_EXERCISE INSTRUCTIONS_
Show each line of the data below that has the string "number" in it.

Dataset entries:
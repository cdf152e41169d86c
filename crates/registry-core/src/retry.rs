//! Exponential backoff retry policy.

use std::time::Duration;

use rand::Rng;

/// Highest retry count before the backoff shift would overflow.
const MAX_RETRIES_LIMIT: u32 = 29;

/// Retry policy that sleeps a random, exponentially growing number of base
/// intervals between attempts, capped at `max_sleep`.
#[derive(Debug, Clone, Copy, PartialEq, Eq)]
pub struct ExponentialBackoff {
    base_sleep: Duration,
    max_retries: u32,
    max_sleep: Duration,
}

impl ExponentialBackoff {
    /// Create a new policy. `max_retries` is clamped to 29.
    #[must_use]
    pub fn new(base_sleep: Duration, max_retries: u32, max_sleep: Duration) -> Self {
        if max_retries > MAX_RETRIES_LIMIT {
            tracing::warn!(
                max_retries,
                limit = MAX_RETRIES_LIMIT,
                "max_retries too large, clamping"
            );
        }
        Self {
            base_sleep,
            max_retries: max_retries.min(MAX_RETRIES_LIMIT),
            max_sleep,
        }
    }

    #[must_use]
    pub const fn base_sleep(&self) -> Duration {
        self.base_sleep
    }

    #[must_use]
    pub const fn max_retries(&self) -> u32 {
        self.max_retries
    }

    #[must_use]
    pub const fn max_sleep(&self) -> Duration {
        self.max_sleep
    }

    /// Whether attempt number `retry_count` (zero based) may be retried.
    #[must_use]
    pub const fn allows_retry(&self, retry_count: u32) -> bool {
        retry_count < self.max_retries
    }

    /// Backoff before retry `retry_count`, or `None` once retries are exhausted.
    #[must_use]
    pub fn sleep_for(&self, retry_count: u32) -> Option<Duration> {
        if !self.allows_retry(retry_count) {
            return None;
        }
        let upper = 1u32 << (retry_count + 1).min(MAX_RETRIES_LIMIT + 1);
        let factor = rand::thread_rng().gen_range(1..upper).max(1);
        Some(self.base_sleep.saturating_mul(factor).min(self.max_sleep))
    }
}

#[cfg(test)]
mod tests {
    use super::*;

    #[test]
    fn test_sleep_is_bounded() {
        let policy =
            ExponentialBackoff::new(Duration::from_millis(10), 5, Duration::from_millis(50));
        for retry in 0..5 {
            let sleep = policy.sleep_for(retry).unwrap();
            assert!(sleep >= Duration::from_millis(10));
            assert!(sleep <= Duration::from_millis(50));
        }
        assert!(policy.sleep_for(5).is_none());
    }

    #[test]
    fn test_first_retry_sleeps_base() {
        let policy =
            ExponentialBackoff::new(Duration::from_millis(100), 3, Duration::from_secs(10));
        // 1 << 1 gives the range 1..2, so the factor is always 1.
        assert_eq!(policy.sleep_for(0), Some(Duration::from_millis(100)));
    }

    #[test]
    fn test_zero_retries() {
        let policy = ExponentialBackoff::new(Duration::from_millis(100), 0, Duration::from_secs(1));
        assert!(!policy.allows_retry(0));
        assert!(policy.sleep_for(0).is_none());
    }

    #[test]
    fn test_max_retries_clamped() {
        let policy = ExponentialBackoff::new(Duration::from_millis(1), 100, Duration::from_secs(1));
        assert_eq!(policy.max_retries(), 29);
        assert!(policy.sleep_for(28).is_some());
    }
}
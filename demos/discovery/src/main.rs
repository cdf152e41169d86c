//! Service discovery against an in-process ensemble.
//!
//! Run with: cargo run -p discovery-demo [config.json]
//!
//! Two instances register themselves as ephemeral nodes under `/services`,
//! a watch cache follows the membership, and one instance leaves.

use std::time::Duration;

use futures::StreamExt;
use registry_center::{
    Registry, RegistryCenter, RegistryConfig, TreeCacheEvent,
    driver::{MemoryDriver, MemoryEnsemble},
};
use tracing_subscriber::{layer::SubscriberExt, util::SubscriberInitExt};

const SERVICES: &str = "/services";

fn load_config() -> Result<RegistryConfig, Box<dyn std::error::Error>> {
    match std::env::args().nth(1) {
        Some(file) => Ok(serde_json::from_str(&std::fs::read_to_string(file)?)?),
        None => Ok(RegistryConfig::new("127.0.0.1:2181", "demo").with_retry(100, 300, 3)),
    }
}

async fn instance(
    ensemble: &MemoryEnsemble,
    config: &RegistryConfig,
    name: &str,
    addr: &str,
) -> Result<RegistryCenter<MemoryDriver>, Box<dyn std::error::Error>> {
    let center = RegistryCenter::new(config.clone(), ensemble.driver());
    center.init().await?;
    center.ephemeral(&format!("{SERVICES}/{name}"), addr).await?;
    Ok(center)
}

#[tokio::main]
async fn main() -> Result<(), Box<dyn std::error::Error>> {
    tracing_subscriber::registry()
        .with(tracing_subscriber::fmt::layer())
        .with(
            tracing_subscriber::EnvFilter::try_from_default_env()
                .unwrap_or_else(|_| "info".into()),
        )
        .init();

    let config = load_config()?;
    let ensemble = MemoryEnsemble::new();
    for server in config.server_list() {
        ensemble.serve(server);
    }

    let observer = RegistryCenter::new(config.clone(), ensemble.driver());
    observer.init().await?;
    observer.persist(SERVICES, "").await?;
    let cache = observer.add_cache_data(SERVICES).await?;
    let mut events = cache.events();

    let alpha = instance(&ensemble, &config, "alpha", "10.0.0.1:8080").await?;
    let beta = instance(&ensemble, &config, "beta", "10.0.0.2:8080").await?;
    tracing::info!(members = ?observer.get_children_keys(SERVICES).await?, "Registered");

    beta.destroy().await;

    loop {
        let Ok(Some(event)) =
            tokio::time::timeout(Duration::from_secs(1), events.next()).await
        else {
            tracing::warn!("No more cache events");
            break;
        };
        match event {
            TreeCacheEvent::NodeAdded(node) | TreeCacheEvent::NodeUpdated(node) => {
                tracing::info!(
                    path = %node.path,
                    data = node.data_str().unwrap_or_default(),
                    "Member up"
                );
            }
            TreeCacheEvent::NodeRemoved(node) => {
                tracing::info!(path = %node.path, "Member down");
                break;
            }
            TreeCacheEvent::Initialized => tracing::info!("Cache initialized"),
        }
    }

    if let Some(children) = cache.current_children(SERVICES) {
        tracing::info!(members = ?children.keys().collect::<Vec<_>>(), "Cached membership");
    }

    alpha.destroy().await;
    observer.destroy().await;
    Ok(())
}
//! Path validation, namespacing and cache keys.

use std::fmt;

use crate::StoreError;

/// Path separator.
pub const SEPARATOR: char = '/';

/// Root path.
pub const ROOT: &str = "/";

/// Validate an absolute node path.
///
/// # Errors
/// Returns `InvalidPath` if the path is empty, relative, has a trailing
/// separator (other than the root), an empty segment, or a `.`/`..` segment.
pub fn validate(path: &str) -> Result<(), StoreError> {
    if path.is_empty() {
        return Err(StoreError::InvalidPath("path must not be empty".to_string()));
    }
    if !path.starts_with(SEPARATOR) {
        return Err(StoreError::InvalidPath(format!("path must start with '/': {path}")));
    }
    if path == ROOT {
        return Ok(());
    }
    if path.ends_with(SEPARATOR) {
        return Err(StoreError::InvalidPath(format!("path must not end with '/': {path}")));
    }
    for segment in path[1..].split(SEPARATOR) {
        match segment {
            "" => return Err(StoreError::InvalidPath(format!("empty segment in {path}"))),
            "." | ".." => {
                return Err(StoreError::InvalidPath(format!("relative segment in {path}")));
            }
            _ => {}
        }
    }
    Ok(())
}

/// Parent of an absolute path. The root has no parent.
#[must_use]
pub fn parent(path: &str) -> Option<&str> {
    if path == ROOT {
        return None;
    }
    match path.rfind(SEPARATOR) {
        Some(0) => Some(ROOT),
        Some(idx) => Some(&path[..idx]),
        None => None,
    }
}

/// Last segment of an absolute path.
#[must_use]
pub fn node_name(path: &str) -> &str {
    path.rsplit(SEPARATOR).next().unwrap_or(path)
}

/// Join a parent path and a child name.
#[must_use]
pub fn join(parent: &str, child: &str) -> String {
    if parent == ROOT {
        format!("{ROOT}{child}")
    } else {
        format!("{parent}{SEPARATOR}{child}")
    }
}

/// Whether `path` is `root` or one of its descendants.
///
/// `/ab` is not within `/a`.
#[must_use]
pub fn is_within(root: &str, path: &str) -> bool {
    if root == ROOT {
        return path.starts_with(SEPARATOR);
    }
    path == root
        || path
            .strip_prefix(root)
            .is_some_and(|rest| rest.starts_with(SEPARATOR))
}

/// Namespace prefix applied transparently to every caller path.
#[derive(Debug, Clone, Default, PartialEq, Eq)]
pub struct Namespace {
    prefix: Option<String>,
}

impl Namespace {
    /// Create a namespace. Leading and trailing separators are optional;
    /// an empty name means no prefix.
    ///
    /// # Errors
    /// Returns `InvalidPath` if the resulting prefix is not a valid path.
    pub fn new(name: &str) -> Result<Self, StoreError> {
        let trimmed = name.trim_matches(SEPARATOR);
        if trimmed.is_empty() {
            return Ok(Self::default());
        }
        let prefix = format!("{SEPARATOR}{trimmed}");
        validate(&prefix)?;
        Ok(Self {
            prefix: Some(prefix),
        })
    }

    /// The absolute prefix, if any.
    #[must_use]
    pub fn prefix(&self) -> Option<&str> {
        self.prefix.as_deref()
    }

    /// Convert a caller path into a store path.
    ///
    /// # Errors
    /// Returns `InvalidPath` if `path` is not a valid absolute path.
    pub fn fix(&self, path: &str) -> Result<String, StoreError> {
        validate(path)?;
        Ok(match &self.prefix {
            None => path.to_string(),
            Some(prefix) if path == ROOT => prefix.clone(),
            Some(prefix) => format!("{prefix}{path}"),
        })
    }

    /// Convert a store path back into caller coordinates.
    #[must_use]
    pub fn unfix(&self, path: &str) -> String {
        let Some(prefix) = &self.prefix else {
            return path.to_string();
        };
        match path.strip_prefix(prefix.as_str()) {
            Some("") => ROOT.to_string(),
            Some(rest) if rest.starts_with(SEPARATOR) => rest.to_string(),
            _ => path.to_string(),
        }
    }
}

/// Key for the watch cache registry.
///
/// Paths are stored with a trailing separator so `/a` and `/ab` never
/// collide when keys are compared by prefix.
#[derive(Debug, Clone, PartialEq, Eq, Hash, PartialOrd, Ord)]
pub struct CacheKey(String);

impl CacheKey {
    #[must_use]
    pub fn new(path: &str) -> Self {
        if path.ends_with(SEPARATOR) {
            Self(path.to_string())
        } else {
            Self(format!("{path}{SEPARATOR}"))
        }
    }

    #[must_use]
    pub fn as_str(&self) -> &str {
        &self.0
    }
}

impl fmt::Display for CacheKey {
    fn fmt(&self, f: &mut fmt::Formatter<'_>) -> fmt::Result {
        f.write_str(&self.0)
    }
}
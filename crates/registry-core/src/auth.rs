//! Digest authentication credentials.

use base64::{Engine as _, engine::general_purpose::STANDARD as BASE64};
use sha1::{Digest, Sha1};

use crate::StoreError;

/// Authentication scheme used for digest credentials.
pub const DIGEST_SCHEME: &str = "digest";

/// Authentication info handed to the driver when a session starts.
#[derive(Debug, Clone, PartialEq, Eq)]
pub struct AuthInfo {
    pub scheme: String,
    pub credential: Vec<u8>,
}

/// A `user:password` digest credential.
#[derive(Clone, PartialEq, Eq)]
pub struct DigestCredential {
    user: String,
    password: String,
}

impl std::fmt::Debug for DigestCredential {
    fn fmt(&self, f: &mut std::fmt::Formatter<'_>) -> std::fmt::Result {
        f.debug_struct("DigestCredential")
            .field("user", &self.user)
            .finish_non_exhaustive()
    }
}

impl DigestCredential {
    /// Parse a `user:password` string. The password may contain `:`.
    ///
    /// # Errors
    /// Returns `BadArguments` if there is no `:` or the user is empty.
    pub fn parse(raw: &str) -> Result<Self, StoreError> {
        match raw.split_once(':') {
            Some((user, password)) if !user.is_empty() => Ok(Self {
                user: user.to_string(),
                password: password.to_string(),
            }),
            _ => Err(StoreError::BadArguments(
                "digest credential must look like user:password".to_string(),
            )),
        }
    }

    #[must_use]
    pub fn user(&self) -> &str {
        &self.user
    }

    /// The ACL identity for this credential: `user:base64(sha1(user:password))`.
    #[must_use]
    pub fn identity(&self) -> String {
        let hash = Sha1::digest(format!("{}:{}", self.user, self.password).as_bytes());
        format!("{}:{}", self.user, BASE64.encode(hash))
    }

    /// Auth info for the driver.
    #[must_use]
    pub fn auth_info(&self) -> AuthInfo {
        AuthInfo {
            scheme: DIGEST_SCHEME.to_string(),
            credential: format!("{}:{}", self.user, self.password).into_bytes(),
        }
    }

    /// Rebuild a credential from driver auth info.
    ///
    /// # Errors
    /// Returns `BadArguments` for an unknown scheme or malformed credential.
    pub fn from_auth_info(info: &AuthInfo) -> Result<Self, StoreError> {
        if info.scheme != DIGEST_SCHEME {
            return Err(StoreError::BadArguments(format!(
                "unsupported auth scheme: {}",
                info.scheme
            )));
        }
        let raw = String::from_utf8(info.credential.clone())
            .map_err(|e| StoreError::BadArguments(format!("malformed digest credential: {e}")))?;
        Self::parse(&raw)
    }
}

#[cfg(test)]
mod tests {
    use super::*;

    #[test]
    fn test_identity_matches_zookeeper_digest() {
        // Well-known digest of super:test.
        let cred = DigestCredential::parse("super:test").unwrap();
        assert_eq!(cred.identity(), "super:D/InIHSb7yEEbrWz8b9l71RjZJU=");
    }

    #[test]
    fn test_password_may_contain_colon() {
        let cred = DigestCredential::parse("user:pa:ss").unwrap();
        assert_eq!(cred.user(), "user");
        let info = cred.auth_info();
        assert_eq!(info.credential, b"user:pa:ss");
        assert_eq!(DigestCredential::from_auth_info(&info).unwrap(), cred);
    }

    #[test]
    fn test_parse_rejects_malformed() {
        assert!(DigestCredential::parse("nopassword").is_err());
        assert!(DigestCredential::parse(":secret").is_err());
    }

    #[test]
    fn test_debug_hides_password() {
        let cred = DigestCredential::parse("user:hunter2").unwrap();
        assert!(!format!("{cred:?}").contains("hunter2"));
    }
}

_EXPECTED OUTPUT_
/// Retry policy that sleeps a random, exponentially growing number of base
    /// Whether attempt number `retry_count` (zero based) may be retried.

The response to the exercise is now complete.